SAUGUS — If you heard cars rolling down Summer Street Sunday afternoon, you were most likely hearing the Blessed Sacrament Church parking lot being filled with vehicles for the sixth annual Mom’s Cancer Fighting Angels Touch a Truck.
The lot had cars from Lightning McQueen to firetrucks, and people immediately came filing in when the clock hit 2 p.m.
“This is one of our two big events we do each year,” the organizer of the touch a truck, Guy Moley, said. “And knowing how successful it was and how much the community looks forward to it every year, we knew we wanted to continue it.”
Moley spoke to the head of the Massachusetts Pink Patch Project to help get things rolling. The event would give back to breast cancer awareness and the National Kidney Foundation.

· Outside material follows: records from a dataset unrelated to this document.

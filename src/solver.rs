use std::sync::atomic::{AtomicBool, Ordering};

use indicatif::ProgressBar;
use nalgebra::Vector3;
use tracing::{debug, info, warn};

use crate::{
    buoyancy::archimedes_force,
    clipper::clip,
    datatypes::Partition,
    error::DraughtError,
    mesh::Mesh,
    params::SimulationParameters,
};

/// Bisection bracket on the altitude of the lowest vertex of the mesh
#[derive(Debug, Clone, Copy, PartialEq)]
pub struct SearchState {
    pub lo: f64,
    pub hi: f64,
    pub iteration: u32,
    pub tolerance: f64,
}

impl SearchState {
    /// Initial bracket `[-k * height, 0]`, or `[-1, 0]` for a flat mesh
    ///
    /// # Arguments
    /// * `height` - The height of the mesh
    /// * `depth_coefficient` - The depth coefficient `k`
    /// * `tolerance` - The bracket width at which the search stops
    pub fn new(height: f64, depth_coefficient: f64, tolerance: f64) -> SearchState {
        let lo = if height != 0.0 {
            -depth_coefficient * height
        } else {
            -1.0
        };

        SearchState {
            lo,
            hi: 0.0,
            iteration: 0,
            tolerance,
        }
    }

    pub fn width(&self) -> f64 {
        self.hi - self.lo
    }

    pub fn is_converged(&self) -> bool {
        self.width() <= self.tolerance
    }

    /// Number of halvings left before the bracket fits the tolerance
    pub fn expected_iterations(&self) -> u64 {
        if self.is_converged() {
            return 0;
        }
        (self.width() / self.tolerance).log2().ceil() as u64
    }
}

/// State of the mesh after one bisection step
#[derive(Debug, Clone)]
pub struct Frame {
    pub iteration: u32,
    pub draught: f64,
    pub bottom_ref: f64,
    /// Bracket once the step is committed
    pub bracket: (f64, f64),
    pub buoyant_force: Vector3<f64>,
    pub partition: Partition,
}

/// One row of the draught history
#[derive(Debug, Clone, Copy, PartialEq)]
pub struct DraughtSample {
    pub iteration: u32,
    pub draught: f64,
    pub bottom_ref: f64,
    pub lo: f64,
    pub hi: f64,
    pub buoyant_force_z: f64,
}

impl From<&Frame> for DraughtSample {
    fn from(frame: &Frame) -> Self {
        DraughtSample {
            iteration: frame.iteration,
            draught: frame.draught,
            bottom_ref: frame.bottom_ref,
            lo: frame.bracket.0,
            hi: frame.bracket.1,
            buoyant_force_z: frame.buoyant_force.z,
        }
    }
}

#[derive(Debug, Clone)]
pub struct Solution {
    pub draught: f64,
    pub bracket: (f64, f64),
    pub iterations: u32,
    pub buoyant_force: Vector3<f64>,
    pub weight: f64,
    pub cancelled: bool,
    /// Starts with the position before the first step
    pub history: Vec<DraughtSample>,
}

/// Bisection over the vertical position of a mesh until its weight and the
/// Archimedes force balance.
///
/// Assumes the buoyant force grows as the mesh is lowered. This holds for
/// hulls without re-entrant submerged cavities; for other meshes the search
/// still terminates but may settle on a position that is not an equilibrium.
pub struct EquilibriumSearch<'a> {
    mesh: &'a mut Mesh,
    fluid_density: f64,
    state: SearchState,
}

impl<'a> EquilibriumSearch<'a> {
    /// Applies the object mass to the mesh and builds the initial bracket
    pub fn new(
        mesh: &'a mut Mesh,
        params: &SimulationParameters,
    ) -> Result<EquilibriumSearch<'a>, DraughtError> {
        params.validate()?;

        mesh.set_mass(params.object_mass);
        if mesh.height() == 0.0 {
            warn!("mesh has no height, falling back to a [-1, 0] bracket");
        }
        let state = SearchState::new(
            mesh.height(),
            params.depth_coefficient,
            params.dichotomy_tolerance,
        );

        Ok(EquilibriumSearch {
            mesh,
            fluid_density: params.fluid_density,
            state,
        })
    }

    pub fn state(&self) -> &SearchState {
        &self.state
    }

    pub fn mesh(&self) -> &Mesh {
        &*self.mesh
    }

    /// Clips the mesh at its current position and integrates the pressure
    fn evaluate(&self) -> Result<(Partition, Vector3<f64>), DraughtError> {
        let partition = clip(&*self.mesh);
        let force = archimedes_force(&partition.submerged, self.fluid_density);

        if !force.z.is_finite() {
            return Err(DraughtError::Geometry(format!(
                "Non-finite buoyant force at bottom altitude {}",
                self.mesh.bottom_ref()
            )));
        }

        Ok((partition, force))
    }

    /// Frame for the current position, without touching the bracket
    pub fn initial_frame(&self) -> Result<Frame, DraughtError> {
        let (partition, buoyant_force) = self.evaluate()?;

        Ok(Frame {
            iteration: self.state.iteration,
            draught: self.mesh.draught(),
            bottom_ref: self.mesh.bottom_ref(),
            bracket: (self.state.lo, self.state.hi),
            buoyant_force,
            partition,
        })
    }

    /// Moves the lowest vertex to the middle of the bracket and keeps the
    /// half where the equilibrium lies. The bracket is left untouched when
    /// the step fails.
    pub fn step(&mut self) -> Result<Frame, DraughtError> {
        let SearchState { lo, hi, .. } = self.state;
        let mid = (lo + hi) / 2.0;

        if !(mid > lo && mid < hi) {
            return Err(DraughtError::Solver(format!(
                "Bracket [{lo}, {hi}] cannot be split further, tolerance {} is too small",
                self.state.tolerance
            )));
        }

        let delta = mid - self.mesh.bottom_ref();
        self.mesh.translate_z(delta);
        let (partition, buoyant_force) = self.evaluate()?;

        // too heavy for this position: the equilibrium lies deeper
        if self.mesh.weight() > buoyant_force.z {
            self.state.hi = mid;
        } else {
            self.state.lo = mid;
        }
        self.state.iteration += 1;

        let frame = Frame {
            iteration: self.state.iteration,
            draught: self.mesh.draught(),
            bottom_ref: self.mesh.bottom_ref(),
            bracket: (self.state.lo, self.state.hi),
            buoyant_force,
            partition,
        };

        debug!(
            "iteration {}: draught {:.6} m, buoyant force {:.3} N, weight {:.3} N",
            frame.iteration,
            frame.draught,
            buoyant_force.z,
            self.mesh.weight()
        );

        Ok(frame)
    }

    /// Runs the bisection until the bracket fits the tolerance
    ///
    /// # Arguments
    /// * `cancel` - Checked before every step; once raised the search stops
    ///     with the last committed bracket
    /// * `on_frame` - Receives the starting frame, then one frame per step
    ///
    /// # Returns
    /// The converged (or interrupted) solution
    pub fn run<F>(&mut self, cancel: &AtomicBool, mut on_frame: F) -> Result<Solution, DraughtError>
    where
        F: FnMut(&Frame),
    {
        info!(
            "launching the dichotomy over [{:.6}, {:.6}]",
            self.state.lo, self.state.hi
        );

        let initial = self.initial_frame()?;
        let mut history: Vec<DraughtSample> = Vec::new();
        history.push(DraughtSample::from(&initial));
        let mut buoyant_force = initial.buoyant_force;
        on_frame(&initial);

        let bar = ProgressBar::new(self.state.expected_iterations());
        let mut cancelled = false;

        while !self.state.is_converged() {
            if cancel.load(Ordering::Relaxed) {
                cancelled = true;
                break;
            }

            let frame = self.step()?;
            bar.inc(1);

            history.push(DraughtSample::from(&frame));
            buoyant_force = frame.buoyant_force;
            on_frame(&frame);
        }
        bar.finish_and_clear();

        if cancelled {
            warn!(
                "dichotomy cancelled after {} iterations",
                self.state.iteration
            );
        } else {
            info!(
                "dichotomy converged in {} iterations, draught {:.6} m",
                self.state.iteration,
                self.mesh.draught()
            );
        }

        Ok(Solution {
            draught: self.mesh.draught(),
            bracket: (self.state.lo, self.state.hi),
            iterations: self.state.iteration,
            buoyant_force,
            weight: self.mesh.weight(),
            cancelled,
            history,
        })
    }
}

“It’s for breast cancer awareness, and it’s for officers affected by cancer in their families,” Moley said about the Massachusetts Pink Patch Project. “And my dad actually had passive kidney failure. He died about 20 years ago. So we were like, you know what, why don’t we continue the touch a truck this year and we’ll split it down the middle, keeping some for cancer and some for the National Kidney Foundation.”
Moley has been involved in these types of events for years, including car shows at Fuddruckers and taking on the Saugus Trunk-or-Treat, which also occurred in the church lot.

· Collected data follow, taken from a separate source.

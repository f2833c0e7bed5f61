use std::{path::PathBuf, process::ExitCode, sync::atomic::AtomicBool};

use clap::Parser;
use tracing::{error, info, Level};

use draught::{
    clipper, post_processor, DraughtError, EquilibriumSearch, Fluid, Mesh, SimulationParameters,
};

/// Finds the draught at which a rigid mesh floats in a fluid
#[derive(Parser, Debug)]
#[command(name = "draught", version)]
struct Cli {
    /// Mesh of the floating object, as an STL file
    mesh: PathBuf,

    /// Json parameters file
    #[arg(short, long)]
    input: Option<PathBuf>,

    /// Object mass, in kg
    #[arg(long)]
    mass: Option<f64>,

    /// Fluid preset
    #[arg(long, value_enum, conflicts_with = "fluid_density")]
    fluid: Option<Fluid>,

    /// Fluid density, in kg/m^3
    #[arg(long)]
    fluid_density: Option<f64>,

    /// Bracket width at which the dichotomy stops, in m
    #[arg(long)]
    tolerance: Option<f64>,

    /// Scales the initial search depth relative to the mesh height
    #[arg(long)]
    depth_coefficient: Option<f64>,

    /// Directory receiving draught.csv and facets.csv
    #[arg(short, long, default_value = ".")]
    output_dir: PathBuf,

    /// Log every dichotomy step
    #[arg(short, long)]
    verbose: bool,
}

/// Merges defaults, the parameters file and command line flags, in that
/// order of precedence
fn resolve_parameters(cli: &Cli) -> Result<SimulationParameters, DraughtError> {
    let mut params = match &cli.input {
        Some(path) => SimulationParameters::load(path)?,
        None => SimulationParameters::default(),
    };

    if let Some(mass) = cli.mass {
        params.object_mass = mass;
    }
    if let Some(fluid) = cli.fluid {
        params.fluid_density = fluid.density();
    }
    if let Some(density) = cli.fluid_density {
        params.fluid_density = density;
    }
    if let Some(tolerance) = cli.tolerance {
        params.dichotomy_tolerance = tolerance;
    }
    if let Some(k) = cli.depth_coefficient {
        params.depth_coefficient = k;
    }

    params.validate()?;
    Ok(params)
}

fn run(cli: &Cli) -> Result<(), DraughtError> {
    let params = resolve_parameters(cli)?;
    info!(
        "mass {} kg, fluid density {} kg/m3, tolerance {}",
        params.object_mass, params.fluid_density, params.dichotomy_tolerance
    );

    let mut mesh = Mesh::from_stl(&cli.mesh)?;

    let cancel = AtomicBool::new(false);
    let solution = EquilibriumSearch::new(&mut mesh, &params)?.run(&cancel, |_| {})?;

    // report as many decimals as the tolerance resolves
    let decimals = (-params.dichotomy_tolerance.log10()).ceil().max(0.0) as usize;
    info!(
        "equilibrium draught: {:.*} m after {} iterations",
        decimals, solution.draught, solution.iterations
    );
    info!(
        "buoyant force {:.3} N against weight {:.3} N",
        solution.buoyant_force.z, solution.weight
    );

    let partition = clipper::clip(&mesh);
    post_processor::csv_output(&solution.history, &partition, &cli.output_dir)?;

    Ok(())
}

fn main() -> ExitCode {
    let cli = Cli::parse();

    tracing_subscriber::fmt()
        .with_max_level(if cli.verbose { Level::DEBUG } else { Level::INFO })
        .with_target(false)
        .init();

    match run(&cli) {
        Ok(()) => ExitCode::SUCCESS,
        Err(err) => {
            error!("{err}");
            ExitCode::FAILURE
        }
    }
}

#[cfg(test)]
mod tests {
    use super::*;

    #[test]
    fn cli_flags_override_defaults() {
        let cli = Cli::parse_from([
            "draught",
            "hull.stl",
            "--mass",
            "500",
            "--fluid",
            "saltwater",
            "--tolerance",
            "0.01",
        ]);
        let params = resolve_parameters(&cli).unwrap();

        assert_eq!(params.object_mass, 500.0);
        assert_eq!(params.fluid_density, 1025.0);
        assert_eq!(params.dichotomy_tolerance, 0.01);
        assert_eq!(params.depth_coefficient, 1.0);
    }

    #[test]
    fn cli_flags_override_parameters_file() {
        let dir = tempfile::tempdir().unwrap();
        let input = dir.path().join("params.json");
        std::fs::write(
            &input,
            r#"{"metadata": {"object_mass": 120, "fluid_density": 1010}}"#,
        )
        .unwrap();

        let cli = Cli::parse_from([
            "draught",
            "hull.stl",
            "--input",
            input.to_str().unwrap(),
            "--fluid-density",
            "1200",
        ]);
        let params = resolve_parameters(&cli).unwrap();

        assert_eq!(params.object_mass, 120.0);
        assert_eq!(params.fluid_density, 1200.0);
    }

    #[test]
    fn preset_and_density_conflict() {
        let res = Cli::try_parse_from([
            "draught",
            "hull.stl",
            "--fluid",
            "freshwater",
            "--fluid-density",
            "990",
        ]);
        assert!(res.is_err());
    }

    #[test]
    fn invalid_flag_values_are_rejected() {
        let cli = Cli::parse_from(["draught", "hull.stl", "--tolerance", "0"]);
        assert!(matches!(
            resolve_parameters(&cli),
            Err(DraughtError::Input(_))
        ));
    }
}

The group used to take part in the Relay for Life of Wakefield; however, after 25 years, the walk is no longer happening.

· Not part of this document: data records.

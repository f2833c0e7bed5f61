use nalgebra::Vector3;

use crate::datatypes::{Facet, GRAVITY};

/// Hydrostatic pressure force on one submerged facet
///
/// Pressure is linear in depth, so evaluating it at the mean altitude of the
/// vertices integrates it exactly over a flat facet. `z_mean` is negative
/// below the waterline, which turns the outward normal into a push on the
/// hull.
///
/// # Arguments
/// * `facet` - A submerged facet with its outward unit normal
/// * `fluid_density` - Density of the fluid, in kg/m^3
///
/// # Returns
/// The force vector, in N
pub fn pressure_force(facet: &Facet, fluid_density: f64) -> Vector3<f64> {
    fluid_density * GRAVITY * facet.z_mean() * facet.area() * facet.normal
}

/// Integrates hydrostatic pressure over a set of submerged facets
///
/// # Arguments
/// * `submerged` - The submerged facets of a partition
/// * `fluid_density` - Density of the fluid, in kg/m^3
///
/// # Returns
/// The Archimedes force, zero if nothing is submerged
pub fn archimedes_force(submerged: &[Facet], fluid_density: f64) -> Vector3<f64> {
    submerged
        .iter()
        .map(|facet| pressure_force(facet, fluid_density))
        .fold(Vector3::zeros(), |total, force| total + force)
}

“We did recently get invited to the Greater Arlington Relay for Life, which was actually last night. It seems like they have a great thing going, and for all intents and purposes, it looks like it will continue,” he said. Moley said that if the walk continues, the seventh annual Mom’s Cancer Fighting Angels event will have 100% of the proceeds going to the American Cancer Society.
When asked what inspired him to do these events, he explained that he went to a couple of touch a truck events with his team.
“I said, ‘We should add a secondary event,’ and somebody said, ‘You need to do something for the kids at the car shows.'” Moley said. “That got me thinking, wait a minute, let’s do a touch a truck because that brings kids in. They get to climb in the trucks, take a picture, see what they like.”
Moley had one story specifically that got him hooked.
“The first year that we did it at Fuddruckers in Saugus, a front-end loader was parked with Agganis Construction, and there was a little kid in the bulldozer. Well, the next day, I went to a car and coffee event, and the hostess had said, ‘Oh, you ran the touch a truck yesterday.’ And I said, ‘I did.’ She told me her son was there, and I asked if he enjoyed it. She said, ‘I couldn’t attend, but my husband took him. And I have a video of him sitting behind a front-end loader going ‘Mommy, mommy, look, I’m a bulldozer driver.” Right at that point, I knew this event had to continue.”
And continue it did. Sunday’s event included food, ice cream, decked-out cars, a K9 demonstration, a karate demonstration and, of course, Boston Batman.